### Work request
Those lines of the data that hold the word "CommandTimer" are to be copied out.

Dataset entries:
· · ·
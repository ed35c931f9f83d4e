//! Per-command and per-target wallclock accounting.

use std::time::{Duration, Instant};

/// Measures one command; finished by [`CommandTimer::stop`].
pub struct CommandTimer {
  command: String,
  started: Instant,
}

impl CommandTimer {
  pub fn start(command: &str) -> Self {
    Self {
      command: command.to_string(),
      started: Instant::now(),
    }
  }

  pub fn stop(self) -> CommandTiming {
    CommandTiming {
      command: self.command,
      duration: self.started.elapsed(),
    }
  }
}

/// Wallclock spent in one command.
#[derive(Debug, Clone)]
pub struct CommandTiming {
  pub command: String,
  pub duration: Duration,
}

/// The outcome of one target, including a timing per executed command.
#[derive(Debug, Clone, Default)]
pub struct TargetReport {
  pub target: String,
  pub timings: Vec<CommandTiming>,
  pub duration: Duration,
}

impl TargetReport {
  pub fn new(target: &str) -> Self {
    Self {
      target: target.to_string(),
      ..Default::default()
    }
  }
}

/// All targets of one build invocation.
#[derive(Debug, Clone, Default)]
pub struct BuildReport {
  pub targets: Vec<TargetReport>,
}

impl BuildReport {
  pub fn total(&self) -> Duration {
    self.targets.iter().map(|t| t.duration).sum()
  }

  /// Flattened command timings across all targets.
  pub fn timings(&self) -> impl Iterator<Item = &CommandTiming> {
    self.targets.iter().flat_map(|t| t.timings.iter())
  }
}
· · ·
### Response to the task
/// Measures one command; finished by [`CommandTimer::stop`].
pub struct CommandTimer {
impl CommandTimer {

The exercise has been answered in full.